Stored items
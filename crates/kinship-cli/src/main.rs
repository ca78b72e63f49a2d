//! Kinship CLI - Command-line interface for the relationship service.

use clap::Parser;
use kinship_cli::commands;
use kinship_cli::{Cli, Command, Config, Events, Formatter, Service};
use kinship_service::{RecordingNotifier, RelationshipService, TracingNotifier};
use kinship_store::SqliteStore;
use std::fs;
use tracing::debug;
use tracing_subscriber::EnvFilter;

fn main() {
    let cli = Cli::parse();
    init_tracing(&cli);

    if let Err(e) = run(cli) {
        eprintln!("Error: {}", e);
        std::process::exit(1);
    }
}

/// Log to stderr; `RUST_LOG` wins over `-v`.
fn init_tracing(cli: &Cli) {
    let filter = EnvFilter::try_from_default_env()
        .unwrap_or_else(|_| EnvFilter::new(cli.log_directive()));

    tracing_subscriber::fmt()
        .with_writer(std::io::stderr)
        .with_env_filter(filter)
        .init();
}

fn run(cli: Cli) -> kinship_cli::Result<()> {
    // An explicit --config must exist; the default one is created on first run
    let config = match &cli.config {
        Some(path) => Config::load_from(path)?,
        None => Config::load_or_create()?,
    };

    // Determine output format
    let format = cli
        .format
        .map(Into::into)
        .unwrap_or(config.settings.format);

    // Determine color setting
    let color_enabled = !cli.no_color && config.settings.color;

    let formatter = Formatter::new(format, color_enabled);

    let database = cli.db.clone().unwrap_or_else(|| config.database.clone());
    if let Some(parent) = database.parent() {
        if !parent.as_os_str().is_empty() {
            fs::create_dir_all(parent)?;
        }
    }
    debug!(database = %database.display(), "opening relationship store");

    let store = SqliteStore::new(&database)?;
    let events = Events::new(TracingNotifier, RecordingNotifier::new());
    let mut service: Service =
        RelationshipService::new(store, events.clone(), events, config.service.clone());
    debug!(rules = ?service.config(), "relationship service ready");

    match cli.command {
        Command::User(args) => commands::execute_user(args, &mut service, &formatter)?,
        Command::Type(args) => commands::execute_type(args, &mut service, &formatter)?,
        Command::Propose(args) => commands::execute_propose(args, &mut service, &formatter)?,
        Command::Approve(args) => commands::execute_approve(args, &mut service, &formatter)?,
        Command::Deny(args) => commands::execute_deny(args, &mut service, &formatter)?,
        Command::Remove(args) => commands::execute_remove(args, &mut service, &formatter)?,
        Command::List(args) => commands::execute_list(args, &service, &formatter)?,
        Command::Show(args) => commands::execute_show(args, &service, &formatter)?,
    }

    Ok(())
}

> _Work task_
From the first line down to the last, give the records again exactly.

> _Exercise response_
filename crates/kinship-cli/src/main.rs
repository ca78b72e63f49a2d
//! Kinship CLI - Command-line interface for the relationship service.

use clap::Parser;
use kinship_cli::commands;
use kinship_cli::{Cli, Command, Config, Events, Formatter, Service};
use kinship_service::{RecordingNotifier, RelationshipService, TracingNotifier};
use kinship_store::SqliteStore;
use std::fs;
use tracing::debug;
use tracing_subscriber::EnvFilter;

fn main() {
    let cli = Cli::parse();
    init_tracing(&cli);

    if let Err(e) = run(cli) {
        eprintln!("Error: {}", e);
        std::process::exit(1);
    }
}

/// Log to stderr; `RUST_LOG` wins over `-v`.
fn init_tracing(cli: &Cli) {
    let filter = EnvFilter::try_from_default_env()
        .unwrap_or_else(|_| EnvFilter::new(cli.log_directive()));

    tracing_subscriber::fmt()
        .with_writer(std::io::stderr)
        .with_env_filter(filter)
        .init();
}

fn run(cli: Cli) -> kinship_cli::Result<()> {
    // An explicit --config must exist; the default one is created on first run
    let config = match &cli.config {
        Some(path) => Config::load_from(path)?,
        None => Config::load_or_create()?,
    };

    // Determine output format
    let format = cli
        .format
        .map(Into::into)
        .unwrap_or(config.settings.format);

    // Determine color setting
    let color_enabled = !cli.no_color && config.settings.color;

    let formatter = Formatter::new(format, color_enabled);

    let database = cli.db.clone().unwrap_or_else(|| config.database.clone());
    if let Some(parent) = database.parent() {
        if !parent.as_os_str().is_empty() {
            fs::create_dir_all(parent)?;
        }
    }
    debug!(database = %database.display(), "opening relationship store");

    let store = SqliteStore::new(&database)?;
    let events = Events::new(TracingNotifier, RecordingNotifier::new());
    let mut service: Service =
        RelationshipService::new(store, events.clone(), events, config.service.clone());
    debug!(rules = ?service.config(), "relationship service ready");

    match cli.command {
        Command::User(args) => commands::execute_user(args, &mut service, &formatter)?,
        Command::Type(args) => commands::execute_type(args, &mut service, &formatter)?,
        Command::Propose(args) => commands::execute_propose(args, &mut service, &formatter)?,
        Command::Approve(args) => commands::execute_approve(args, &mut service, &formatter)?,
        Command::Deny(args) => commands::execute_deny(args, &mut service, &formatter)?,
        Command::Remove(args) => commands::execute_remove(args, &mut service, &formatter)?,
        Command::List(args) => commands::execute_list(args, &service, &formatter)?,
        Command::Show(args) => commands::execute_show(args, &service, &formatter)?,
    }

    Ok(())
}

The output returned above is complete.